20-latek, w sobotę wieczorem śmiertelnie dźgnięty nożem w Galerii Dominikańskiej we Wrocławiu, mieszkał w Legnicy. W ramach międzynarodowej wymiany studentów przyjechał z Turcji studiować w Państwowej Wyższej Szkole Zawodowej im. Witelona. Uczelnia zapowiada żałobę.
Dwudziestolatek zginął z ręki innego Turka. Mężczyźni pokłócili się. W trakcie awantury 29-letni Muhammed E. wyciągnął nóż z 25-centymetrowym ostrzem i zadał ofierze 12 ciosów. Potem nożownik próbował uciec. Groził nożem Polakowi, który był świadkiem zdarzenia i ruszył w pościg za zabójcą. Odrzucił broń dopiero wtedy, gdy policjanci wycelowali w niego pistolety.
FOT. PIXABAY.COM
Smutne. Wrocław zawsze mi się kojarzył z bezpiecznym miastem tak samo Galeria Dominikańska i ta historia tego nie zmieni, bo mogła się zdarzyć wszędzie.

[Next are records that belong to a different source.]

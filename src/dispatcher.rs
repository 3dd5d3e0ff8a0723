//! Routes translation requests across backends.
//!
//! Backends are tried in priority order. Every call passes through the
//! backend's [`RateGovernor`] and the shared [`RetryPolicy`]; oversized
//! texts are split with the [`TextChunker`] and translated chunk by chunk.

use crate::backend::{create_backend, BackendTranslation, TranslationBackend};
use crate::chunker::{self, TextChunker, DEFAULT_LOOKBACK};
use crate::config::Config;
use crate::error::{BackendFailure, PolyglotError, Result};
use crate::governor::{GovernorStatus, RateGovernor, RateLimit};
use crate::language::{self, Language, SourceLanguage};
use crate::retry::{Attempted, RetryPolicy};
use futures::future::join_all;
use serde::Serialize;
use std::sync::Arc;
use std::time::Duration;
use tracing::{debug, info, warn};

const DEFAULT_CALL_TIMEOUT: Duration = Duration::from_secs(45);

/// A validated single-text request.
#[derive(Debug, Clone)]
pub struct TranslationRequest {
    text: String,
    source: SourceLanguage,
    target: &'static Language,
    backend: Option<String>,
}

impl TranslationRequest {
    /// Validate caller input. Nothing is sent to a backend if this fails.
    pub fn new(text: impl Into<String>, source: &str, target: &str) -> Result<Self> {
        let source = language::parse_source(source)?;
        let target = language::parse_target(target)?;
        Self::from_parts(text.into(), source, target)
    }

    fn from_parts(text: String, source: SourceLanguage, target: &'static Language) -> Result<Self> {
        if text.trim().is_empty() {
            return Err(PolyglotError::Validation("Text cannot be empty".to_string()));
        }
        Ok(Self {
            text,
            source,
            target,
            backend: None,
        })
    }

    /// Send the request to one backend only, without fallback.
    pub fn with_backend(mut self, backend: impl Into<String>) -> Self {
        self.backend = Some(backend.into());
        self
    }

    pub fn text(&self) -> &str {
        &self.text
    }

    pub fn source(&self) -> SourceLanguage {
        self.source
    }

    pub fn target(&self) -> &'static Language {
        self.target
    }

    pub fn backend(&self) -> Option<&str> {
        self.backend.as_deref()
    }
}

/// Texts sharing one language pair. Items are validated individually.
#[derive(Debug, Clone)]
pub struct BatchRequest {
    texts: Vec<String>,
    source: SourceLanguage,
    target: &'static Language,
    backend: Option<String>,
}

impl BatchRequest {
    pub fn new(texts: Vec<String>, source: &str, target: &str, max_batch_size: usize) -> Result<Self> {
        if texts.is_empty() {
            return Err(PolyglotError::Validation("No texts provided".to_string()));
        }
        if texts.len() > max_batch_size {
            return Err(PolyglotError::Validation(format!(
                "Batch size cannot exceed {} texts",
                max_batch_size
            )));
        }
        Ok(Self {
            texts,
            source: language::parse_source(source)?,
            target: language::parse_target(target)?,
            backend: None,
        })
    }

    pub fn with_backend(mut self, backend: impl Into<String>) -> Self {
        self.backend = Some(backend.into());
        self
    }

    pub fn texts(&self) -> &[String] {
        &self.texts
    }

    pub fn len(&self) -> usize {
        self.texts.len()
    }

    pub fn is_empty(&self) -> bool {
        self.texts.is_empty()
    }

    pub fn source(&self) -> SourceLanguage {
        self.source
    }

    pub fn target(&self) -> &'static Language {
        self.target
    }

    fn item(&self, text: &str) -> Result<TranslationRequest> {
        let request = TranslationRequest::from_parts(text.to_string(), self.source, self.target)?;
        Ok(match &self.backend {
            Some(id) => request.with_backend(id.as_str()),
            None => request,
        })
    }
}

#[derive(Debug, Clone, PartialEq, Eq, Serialize)]
pub struct TranslationResult {
    pub translated_text: String,
    /// Only set when the request asked for auto-detection.
    pub detected_source_language: Option<String>,
    pub backend_used: String,
    /// Calls made by the backend that produced this result, over all chunks.
    pub attempt_count: u32,
}

/// Rate and size settings of one active backend.
#[derive(Debug, Clone, Serialize)]
pub struct BackendStatus {
    pub id: String,
    pub kind: String,
    pub priority: u32,
    pub max_text_length: usize,
    pub rate_limits: Vec<RateLimit>,
    pub rate_status: GovernorStatus,
}

struct BackendSlot {
    backend: Arc<dyn TranslationBackend>,
    governor: RateGovernor,
    rate_limits: Vec<RateLimit>,
    priority: u32,
}

impl BackendSlot {
    fn id(&self) -> &str {
        self.backend.id()
    }
}

pub struct Dispatcher {
    slots: Vec<BackendSlot>,
    retry: RetryPolicy,
    call_timeout: Duration,
    fallback_on_permanent: bool,
    chunk_lookback: usize,
}

impl Dispatcher {
    pub fn new(retry: RetryPolicy) -> Self {
        Self {
            slots: Vec::new(),
            retry,
            call_timeout: DEFAULT_CALL_TIMEOUT,
            fallback_on_permanent: true,
            chunk_lookback: DEFAULT_LOOKBACK,
        }
    }

    /// Build adapters and governors for every enabled backend in `config`.
    pub fn from_config(config: &Config) -> Result<Self> {
        let mut dispatcher = Self::new(config.retry)
            .with_call_timeout(Duration::from_secs(config.call_timeout_secs))
            .with_fallback_on_permanent(config.fallback_on_permanent)
            .with_chunk_lookback(config.chunk_lookback);

        for backend_config in config.enabled_backends() {
            let backend = create_backend(backend_config)?;
            info!(
                "Backend '{}' ({}) ready, priority {}",
                backend_config.id, backend_config.kind, backend_config.priority
            );
            dispatcher = dispatcher.with_backend(
                Arc::from(backend),
                backend_config.priority,
                backend_config.rate_limits(),
            );
        }

        Ok(dispatcher)
    }

    /// Register a backend. Equal priorities keep registration order.
    pub fn with_backend(
        mut self,
        backend: Arc<dyn TranslationBackend>,
        priority: u32,
        rate_limits: Vec<RateLimit>,
    ) -> Self {
        self.slots.push(BackendSlot {
            backend,
            governor: RateGovernor::new(rate_limits.clone()),
            rate_limits,
            priority,
        });
        self.slots.sort_by_key(|slot| slot.priority);
        self
    }

    pub fn with_call_timeout(mut self, timeout: Duration) -> Self {
        self.call_timeout = timeout;
        self
    }

    pub fn with_fallback_on_permanent(mut self, enabled: bool) -> Self {
        self.fallback_on_permanent = enabled;
        self
    }

    pub fn with_chunk_lookback(mut self, lookback: usize) -> Self {
        self.chunk_lookback = lookback;
        self
    }

    /// Active backend ids in the order they are tried.
    pub fn enabled_backends(&self) -> Vec<&str> {
        self.slots.iter().map(BackendSlot::id).collect()
    }

    pub fn status(&self) -> Vec<BackendStatus> {
        self.slots
            .iter()
            .map(|slot| BackendStatus {
                id: slot.id().to_string(),
                kind: slot.backend.kind().to_string(),
                priority: slot.priority,
                max_text_length: slot.backend.max_text_length(),
                rate_limits: slot.rate_limits.clone(),
                rate_status: slot.governor.status(),
            })
            .collect()
    }

    pub fn rate_status(&self, backend: &str) -> Option<GovernorStatus> {
        self.slot(backend).map(|slot| slot.governor.status())
    }

    /// Languages accepted by `backend`, or by any backend when `None`.
    pub fn supported_languages(&self, backend: Option<&str>) -> Result<Vec<&'static Language>> {
        match backend {
            None => Ok(language::all().iter().collect()),
            Some(id) => {
                let slot = self.slot(id).ok_or_else(|| unknown_backend(id))?;
                Ok(language::all()
                    .iter()
                    .filter(|l| slot.backend.supports(l))
                    .collect())
            }
        }
    }

    fn slot(&self, id: &str) -> Option<&BackendSlot> {
        self.slots.iter().find(|slot| slot.id() == id)
    }

    fn candidates(&self, backend: Option<&str>) -> Result<Vec<&BackendSlot>> {
        match backend {
            Some(id) => Ok(vec![self.slot(id).ok_or_else(|| unknown_backend(id))?]),
            None => Ok(self.slots.iter().collect()),
        }
    }

    pub async fn translate(&self, request: &TranslationRequest) -> Result<TranslationResult> {
        let candidates = self.candidates(request.backend())?;
        let mut failures = Vec::new();

        for slot in candidates {
            match self.translate_with(slot, request).await {
                Ok(result) => {
                    info!(
                        "Translated {} chars {} -> {} via '{}' ({} attempt(s))",
                        request.text().chars().count(),
                        request.source(),
                        request.target().name,
                        result.backend_used,
                        result.attempt_count
                    );
                    return Ok(result);
                }
                Err(e) if !e.allows_fallback(self.fallback_on_permanent) => {
                    warn!("Backend '{}' failed permanently: {}", slot.id(), e);
                    return Err(e);
                }
                Err(e) => {
                    warn!("Backend '{}' failed: {}", slot.id(), e);
                    failures.push(BackendFailure {
                        backend: slot.id().to_string(),
                        error: e,
                    });
                }
            }
        }

        if failures.len() == 1 {
            return Err(failures.remove(0).error);
        }
        Err(PolyglotError::AllBackendsExhausted(failures))
    }

    /// Translate every text concurrently. Results keep the input order.
    pub async fn translate_batch(&self, batch: &BatchRequest) -> Vec<Result<TranslationResult>> {
        let items = batch.texts().iter().map(|text| async move {
            let request = batch.item(text)?;
            self.translate(&request).await
        });
        let results = join_all(items).await;

        let ok = results.iter().filter(|r| r.is_ok()).count();
        info!("Batch finished: {}/{} translated", ok, results.len());
        results
    }

    async fn translate_with(
        &self,
        slot: &BackendSlot,
        request: &TranslationRequest,
    ) -> Result<TranslationResult> {
        let backend = &slot.backend;
        let source = request.source();
        let target = request.target();

        // Checked up front so an unsupported pair spends no rate budget.
        for language in source.language().into_iter().chain([target]) {
            if !backend.supports(language) {
                return Err(PolyglotError::invalid_language(backend.id(), language.name));
            }
        }

        let text = request.text();
        let max_length = backend.max_text_length();

        let (translated_text, detected, attempt_count) = if text.chars().count() <= max_length {
            let out = self.call(slot, text, source, target).await?;
            (out.value.text, out.value.detected_source, out.attempts)
        } else {
            let chunks = TextChunker::new(max_length)
                .with_lookback(self.chunk_lookback)
                .split(text);
            debug!("[{}] translating {} chunks", backend.id(), chunks.len());

            let mut translated = Vec::with_capacity(chunks.len());
            let mut detected = None;
            let mut attempts = 0;
            for chunk in &chunks {
                if chunk.text.trim().is_empty() {
                    translated.push(chunk.text.clone());
                    continue;
                }
                let out = self.call(slot, &chunk.text, source, target).await?;
                attempts += out.attempts;
                detected = detected.or(out.value.detected_source);
                translated.push(out.value.text);
            }
            (chunker::join(&chunks, &translated), detected, attempts)
        };

        let detected_source_language = if source.is_auto() {
            detected.map(|raw| match language::from_detected(&raw) {
                Some(l) => l.name.to_string(),
                None => raw,
            })
        } else {
            None
        };

        Ok(TranslationResult {
            translated_text,
            detected_source_language,
            backend_used: backend.id().to_string(),
            attempt_count,
        })
    }

    /// One rate-limited, time-bounded, retried backend call.
    async fn call(
        &self,
        slot: &BackendSlot,
        text: &str,
        source: SourceLanguage,
        target: &'static Language,
    ) -> Result<Attempted<BackendTranslation>> {
        let call_timeout = self.call_timeout;
        self.retry
            .execute(|attempt| async move {
                slot.governor.acquire().await;
                debug!("[{}] attempt {}", slot.id(), attempt);
                match tokio::time::timeout(
                    call_timeout,
                    slot.backend.translate_one(text, source, target),
                )
                .await
                {
                    Ok(result) => result,
                    Err(_) => Err(PolyglotError::unavailable(
                        slot.id(),
                        format!("call timed out after {}ms", call_timeout.as_millis()),
                    )),
                }
            })
            .await
    }
}

fn unknown_backend(id: &str) -> PolyglotError {
    PolyglotError::Validation(format!("Unknown or disabled backend: {}", id))
}
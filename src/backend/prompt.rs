//! Prompt construction and response parsing shared by the generative backends.

use crate::backend::BackendTranslation;
use crate::language::{Language, SourceLanguage};
use regex::Regex;
use std::sync::OnceLock;
use tracing::warn;

pub(crate) const SYSTEM_PROMPT: &str =
    "You are a professional translator. Translate accurately and naturally.";

/// Build the translation prompt.
///
/// With auto-detection the model is asked to name the source language on
/// a `Language:` line before the `Translation:` line.
pub(crate) fn build_prompt(text: &str, source: SourceLanguage, target: &Language) -> String {
    match source {
        SourceLanguage::Known(from) => format!(
            r#"Translate the following text from {} to {}.
Maintain the original meaning, tone, and style. Return ONLY the translated text, nothing else. Preserve all formatting and line breaks.

Text to translate:
{text}"#,
            from.name, target.name
        ),
        SourceLanguage::Auto => format!(
            r#"Translate the following text to {}.
Maintain the original meaning, tone, and style. Preserve all formatting and line breaks.
Respond in exactly this format and nothing else:
Language: <name of the source language, in English>
Translation: <the translated text>

Text to translate:
{text}"#,
            target.name
        ),
    }
}

/// Matches both the two-line reply and `Language: X Translation: Y` on one line.
fn detected_format() -> &'static Regex {
    static RE: OnceLock<Regex> = OnceLock::new();
    RE.get_or_init(|| {
        Regex::new(r"(?s)^\s*Language:\s*([^\n]+?)\s+Translation:[ \t]*\n?(.*)$")
            .expect("Invalid regex")
    })
}

fn translation_label() -> &'static Regex {
    static RE: OnceLock<Regex> = OnceLock::new();
    RE.get_or_init(|| Regex::new(r"(?s)^\s*Translation:\s*(.*)$").expect("Invalid regex"))
}

/// Turn raw model output into a translation.
pub(crate) fn parse_output(raw: &str, source: SourceLanguage) -> BackendTranslation {
    if source.is_auto() {
        if let Some(caps) = detected_format().captures(raw) {
            return BackendTranslation {
                text: caps[2].trim().to_string(),
                detected_source: Some(caps[1].to_string()),
            };
        }
        if let Some(caps) = translation_label().captures(raw) {
            warn!("Model omitted the Language line, no source detected");
            return BackendTranslation {
                text: caps[1].trim().to_string(),
                detected_source: None,
            };
        }
        warn!("Model ignored the detection format, using the whole response");
    }

    BackendTranslation {
        text: raw.trim().to_string(),
        detected_source: None,
    }
}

Przykra sprawa. Dobrze o tyle, że inne osoby nie była zbytnio zagrożone i faktycznie atak był wynikiem kłótni. O co poszło można się jedynie domyślać, skoro to było dwóch Turków to bardzo możliwe, że poróżniły ich kwestie polityczne ich kraju.
Już myślałem, że to był jakiś przypadkowy atak, a jednak nie, okazało się, że to były między tureckie porachunki.